69 de fora, com olhar alheio’” (NYGAARD, 2005, pg.36). Além disso, o mesmo autor (Ibid., 2005, pgs.36-37) continua dizendo que,

[...] os planos diretores apresentavam poucos elementos para assegurar a sua operacionalidade e que geralmente não condiziam com a realidade local. Quando continham programas a serem implantados, estes se mostravam inviáveis, quer pela insuficiência de recursos disponíveis, quer por não corresponderem às reais necessidades do município, pois se colocavam metas estabelecidas idealisticamente. Os Planos Diretores apresentaram uma setorização extremamente forte. Esta setorização, decorrente dos esquemas metodológicos recomendados inclusive pelo SERFHAU, conflitava flagrantemente com a pretensão de integração setorial que estes planos apresentavam, denominados inclusive de ‘planos de desenvolvimento local integrado’. O conteúdo daqueles planos diretores era de abrangência claramente urbana, com notável ênfase aos aspectos físico-territoriais.

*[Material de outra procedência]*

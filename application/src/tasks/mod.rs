//! Task state manager
//!
//! Tracks the lifecycle of background executions so a client's later poll
//! can be correlated with the original call. The manager mirrors the cache
//! entries but is the authoritative structure for task-centric queries:
//! status lookup, stalled-task detection, and statistics.
//!
//! Transitions are `pending → completed` or `pending → failed` only; an
//! attempt to move a terminal task is logged and ignored (the cache entry,
//! written first, already carries the authoritative result).

use std::collections::HashMap;
use std::sync::Arc;

use chrono::{Duration, Utc};
use serde::Serialize;
use tokio::sync::RwLock;
use toolgate_domain::task::entities::{TaskRecord, TaskStatus};
use toolgate_domain::tool::call_key::CallKey;
use toolgate_domain::tool::value_objects::ToolCallResult;

/// Counts by state, for observability
#[derive(Debug, Clone, Copy, Default, PartialEq, Eq, Serialize)]
pub struct TaskStats {
    pub pending: usize,
    pub completed: usize,
    pub failed: usize,
}

impl TaskStats {
    pub fn total(&self) -> usize {
        self.pending + self.completed + self.failed
    }
}

/// In-memory table of background execution records
#[derive(Clone, Default)]
pub struct TaskManager {
    tasks: Arc<RwLock<HashMap<String, TaskRecord>>>,
}

impl TaskManager {
    pub fn new() -> Self {
        Self::default()
    }

    /// Record a freshly dispatched execution.
    ///
    /// A repeated call for the same task id (a client re-dispatching after
    /// its previous entry was consumed) resets the record to pending.
    pub async fn mark_pending(
        &self,
        task_id: &str,
        tool_name: &str,
        arguments: serde_json::Value,
    ) {
        let record = TaskRecord::pending(task_id, tool_name, arguments);
        self.tasks.write().await.insert(task_id.to_string(), record);
        tracing::debug!(task_id = %task_id, tool = %tool_name, "Task pending");
    }

    /// Move a task to `Completed`
    pub async fn mark_completed(&self, task_id: &str, result: ToolCallResult) {
        let mut tasks = self.tasks.write().await;
        match tasks.get_mut(task_id) {
            Some(task) => {
                if !task.complete(result) {
                    tracing::debug!(
                        task_id = %task_id,
                        status = %task.status,
                        "Ignoring completion of terminal task"
                    );
                }
            }
            None => tracing::warn!(task_id = %task_id, "Completion for unknown task"),
        }
    }

    /// Move a task to `Failed`
    pub async fn mark_failed(&self, task_id: &str, reason: impl Into<String>) {
        let reason = reason.into();
        let mut tasks = self.tasks.write().await;
        match tasks.get_mut(task_id) {
            Some(task) => {
                if !task.fail(reason) {
                    tracing::debug!(
                        task_id = %task_id,
                        status = %task.status,
                        "Ignoring failure of terminal task"
                    );
                }
            }
            None => tracing::warn!(task_id = %task_id, "Failure for unknown task"),
        }
    }

    /// Status of one task
    pub async fn get_status(&self, task_id: &str) -> Option<TaskStatus> {
        self.tasks.read().await.get(task_id).map(|t| t.status)
    }

    /// Full record of one task
    pub async fn get(&self, task_id: &str) -> Option<TaskRecord> {
        self.tasks.read().await.get(task_id).cloned()
    }

    /// Shape check for an externally supplied task id (format, not existence)
    pub fn validate_task_id(task_id: &str) -> bool {
        CallKey::is_valid_task_id(task_id)
    }

    /// Fail every task that has sat in `Pending` longer than `max_age`.
    ///
    /// Covers executions that crashed without reaching a terminal state.
    /// Returns how many tasks were flagged.
    pub async fn restart_stalled_tasks(&self, max_age: Duration) -> usize {
        let now = Utc::now();
        let mut flagged = 0;
        let mut tasks = self.tasks.write().await;
        for task in tasks.values_mut() {
            if task.is_stalled(now, max_age) {
                task.fail(format!(
                    "Stalled: no terminal state after {}s",
                    max_age.num_seconds()
                ));
                flagged += 1;
                tracing::warn!(task_id = %task.task_id, tool = %task.tool_name, "Stalled task failed");
            }
        }
        flagged
    }

    /// Counts by state
    pub async fn stats(&self) -> TaskStats {
        let tasks = self.tasks.read().await;
        let mut stats = TaskStats::default();
        for task in tasks.values() {
            match task.status {
                TaskStatus::Pending => stats.pending += 1,
                TaskStatus::Completed => stats.completed += 1,
                TaskStatus::Failed => stats.failed += 1,
            }
        }
        stats
    }

    /// Drop terminal records older than `max_age` (housekeeping)
    pub async fn prune_terminal(&self, max_age: Duration) -> usize {
        let now = Utc::now();
        let mut tasks = self.tasks.write().await;
        let before = tasks.len();
        tasks.retain(|_, task| !(task.status.is_terminal() && task.age(now) > max_age));
        before - tasks.len()
    }
}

Do ponto de vista mais amplo, o contexto político ao qual o país passava estava expressamente representado dentro da concepção dos Planos Diretores desenvolvidos, mesmo sendo de forma implícita. Nessas críticas estavam “o repúdio ao autoritarismo, ao conservadorismo e à pretensa neutralidade” (NYGAARD, 2005) planos que demonstravam uma forte centralização durante os seus processos de elaboração, onde apenas técnicos opinavam, de acordo com a idealização de que o saber técnico era superior ao saber popular. Aliado a isso, estava a quase que necessária dissociação do Regime aos processos de elaboração desses planos, onde o campo político não estava amplamente associado ao campo técnico.

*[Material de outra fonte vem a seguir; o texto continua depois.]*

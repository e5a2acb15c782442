//! Composition root
//!
//! [`GatewayBuilder`] wires a [`ToolGateway`] from a loaded [`FileConfig`]:
//! validation, credential resolver, dispatcher, cache store and tool source
//! are all assembled here and nowhere else; there are no global singletons.
//! Callers register their function-handler callbacks and may swap in the
//! file-backed cache store or a real downstream forwarder before building.

use std::path::PathBuf;
use std::sync::Arc;
use std::time::Duration;

use async_trait::async_trait;
use thiserror::Error;
use toolgate_application::cache::{CacheLifecycle, LifecycleHandle};
use toolgate_application::gateway::{GatewayError, ToolGateway};
use toolgate_application::ports::cache_store::CacheStorePort;
use toolgate_application::ports::forwarder::{ForwardError, ToolForwarderPort};
use toolgate_application::registry::ToolRegistry;
use toolgate_application::tasks::TaskManager;
use toolgate_domain::tool::value_objects::ToolCallResult;
use tracing::info;

use crate::cache_store::MemoryCacheStore;
use crate::config::{ConfigLoader, ConfigValidationError, FileConfig};
use crate::credentials::ConfigCredentialResolver;
use crate::dispatch::{FunctionRegistry, HandlerDispatcher};
use crate::tool_source::StaticToolSource;

/// Failures while assembling a gateway
#[derive(Debug, Error)]
pub enum BootstrapError {
    #[error("Failed to load configuration: {0}")]
    Load(#[from] Box<figment::Error>),

    #[error("Invalid configuration: {}", format_validation_errors(.0))]
    InvalidConfig(Vec<ConfigValidationError>),

    #[error(transparent)]
    Gateway(#[from] GatewayError),
}

fn format_validation_errors(errors: &[ConfigValidationError]) -> String {
    errors
        .iter()
        .map(ToString::to_string)
        .collect::<Vec<_>>()
        .join("; ")
}

/// Forwarder used when no downstream aggregator is wired in
struct NullForwarder;

#[async_trait]
impl ToolForwarderPort for NullForwarder {
    async fn call_tool(
        &self,
        service: &str,
        _tool: &str,
        _arguments: &serde_json::Value,
    ) -> Result<ToolCallResult, ForwardError> {
        Err(ForwardError::ServiceUnavailable(service.to_string()))
    }
}

/// Assembles a [`ToolGateway`] from configuration
pub struct GatewayBuilder {
    config: FileConfig,
    functions: FunctionRegistry,
    cache: Option<Arc<dyn CacheStorePort>>,
    forwarder: Option<Arc<dyn ToolForwarderPort>>,
    client: Option<reqwest::Client>,
}

impl GatewayBuilder {
    pub fn new(config: FileConfig) -> Self {
        Self {
            config,
            functions: FunctionRegistry::new(),
            cache: None,
            forwarder: None,
            client: None,
        }
    }

    /// Load configuration from the standard locations (or `path`) first
    pub fn from_path(path: Option<&PathBuf>) -> Result<Self, BootstrapError> {
        Ok(Self::new(ConfigLoader::load(path)?))
    }

    /// Register a callback for a function handler
    pub fn register_function<F, Fut>(mut self, name: impl Into<String>, func: F) -> Self
    where
        F: Fn(serde_json::Value, Option<serde_json::Value>) -> Fut + Send + Sync + 'static,
        Fut: std::future::Future<Output = Result<String, String>> + Send + 'static,
    {
        self.functions.register(name, func);
        self
    }

    /// Replace the default in-memory cache store
    pub fn with_cache_store(mut self, cache: Arc<dyn CacheStorePort>) -> Self {
        self.cache = Some(cache);
        self
    }

    /// Wire in the downstream aggregator for forward handlers
    pub fn with_forwarder(mut self, forwarder: Arc<dyn ToolForwarderPort>) -> Self {
        self.forwarder = Some(forwarder);
        self
    }

    /// Use a preconfigured HTTP client for the http and proxy handlers
    pub fn with_http_client(mut self, client: reqwest::Client) -> Self {
        self.client = Some(client);
        self
    }

    /// Validate, wire and initialize the gateway
    pub async fn build(self) -> Result<ToolGateway, BootstrapError> {
        let errors = self.config.validate();
        if !errors.is_empty() {
            return Err(BootstrapError::InvalidConfig(errors));
        }

        let registry = ToolRegistry::new();
        let credentials = Arc::new(ConfigCredentialResolver::new(
            self.config.gateway.platforms.clone(),
        ));
        let forwarder = self.forwarder.unwrap_or_else(|| Arc::new(NullForwarder));

        let mut dispatcher = HandlerDispatcher::new(
            registry.clone(),
            Arc::new(self.functions),
            forwarder,
            credentials,
        );
        if let Some(client) = self.client {
            dispatcher = dispatcher.with_client(client);
        }

        let cache = self
            .cache
            .unwrap_or_else(|| Arc::new(MemoryCacheStore::new()));
        let source = Arc::new(StaticToolSource::new(self.config.tool_definitions()));

        let gateway = ToolGateway::new(
            registry,
            Arc::new(dispatcher),
            cache,
            TaskManager::new(),
            source,
        )
        .with_default_timeout(Duration::from_secs(self.config.gateway.call_timeout_secs))
        .with_cache_ttl(chrono::Duration::seconds(self.config.gateway.cache_ttl_secs));

        gateway.initialize().await?;
        info!(
            tools = self.config.tools.len(),
            timeout_secs = self.config.gateway.call_timeout_secs,
            "Gateway assembled"
        );
        Ok(gateway)
    }

    /// [`build`](Self::build), plus a running cache lifecycle sweep
    pub async fn build_with_lifecycle(
        self,
    ) -> Result<(ToolGateway, LifecycleHandle), BootstrapError> {
        let sweep_interval = Duration::from_secs(self.config.gateway.sweep_interval_secs);
        let gateway = self.build().await?;
        let lifecycle = CacheLifecycle::new(gateway.cache().clone())
            .with_interval(sweep_interval)
            .spawn();
        Ok((gateway, lifecycle))
    }
}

As críticas denunciavam o Plano Diretor como sendo pretensioso, em decorrência da grande diversidade de problemas diferentes que apontava e que pretendia resolver; despolitizado, em virtude de manter uma postura tecnocrática e científica, refratária aos valores e relações sociais locais; determinístico, em decorrência de sua promessa de superar os problemas locais via reordenação dos espaços físicos; autoritário, pela sua tentativa de impor idéias e concepções que não possuíam referências na comunidade local;

desligado da realidade, por conter propostas via de regra irrealizáveis

pelo poder local; e ineficaz, pois quando utilizado não conseguiu melhorar as condições de vida da população local. (NYGAARD, 2005, pgs.42-43)

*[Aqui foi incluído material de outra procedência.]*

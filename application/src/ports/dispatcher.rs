//! Dispatcher port
//!
//! Defines how the gateway hands a tool definition and arguments to the
//! polymorphic handler executor.

use async_trait::async_trait;
use thiserror::Error;
use toolgate_domain::tool::{entities::ToolDefinition, value_objects::ToolCallResult};

/// Configuration errors surfaced by the dispatcher.
///
/// These are the only failures a dispatcher may raise: expected execution
/// failures (remote errors, non-zero exits, per-handler timeouts) are
/// converted into `is_error` results instead. An unknown handler type cannot
/// occur; the handler union is closed.
#[derive(Debug, Error)]
pub enum DispatchError {
    /// The function handler names a callback nobody registered
    #[error("Function '{0}' is not registered")]
    UnregisteredFunction(String),

    /// A chain step names a tool absent from the gateway registry
    #[error("Chain step '{0}' is not a configured tool")]
    UnknownChainStep(String),
}

/// Port for the polymorphic handler executor
///
/// Implementations switch exhaustively on the tool's handler variant and
/// normalize every expected failure mode into the result's error flag.
#[async_trait]
pub trait DispatcherPort: Send + Sync {
    /// Execute one tool call to completion
    async fn dispatch(
        &self,
        tool: &ToolDefinition,
        arguments: &serde_json::Value,
    ) -> Result<ToolCallResult, DispatchError>;
}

Os Planos Diretores então elaborados não refletiam os anseios da sociedade, tendo sido feitos dentro de um processo advindo de ”cima para baixo” entendido como de técnicos para a população de determinado local, o que ocasionava grandes distorções da realidade. Por vezes, nem todas as áreas e nem toda a população era contemplada, ficando enormes vazios dentro do tecido urbano a não ser abrangido pelas diretrizes dos planos. Áreas consideradas favelas, ou assentamentos populares, não eram contemplados dentro das propostas dos planos, sendo muitas vezes suas áreas consideradas vazias, como citado anteriormente. Nesse período, as cidades

70 brasileiras continuaram a crescer de forma cada vez mais acelerada e cada vez mais sem planejamento. A população mais carente continuou a não ser contemplada e tendo que ocupar áreas sempre mais longínquas dos centros urbanos, resultando no inchaço das periferias das principais cidades brasileiras.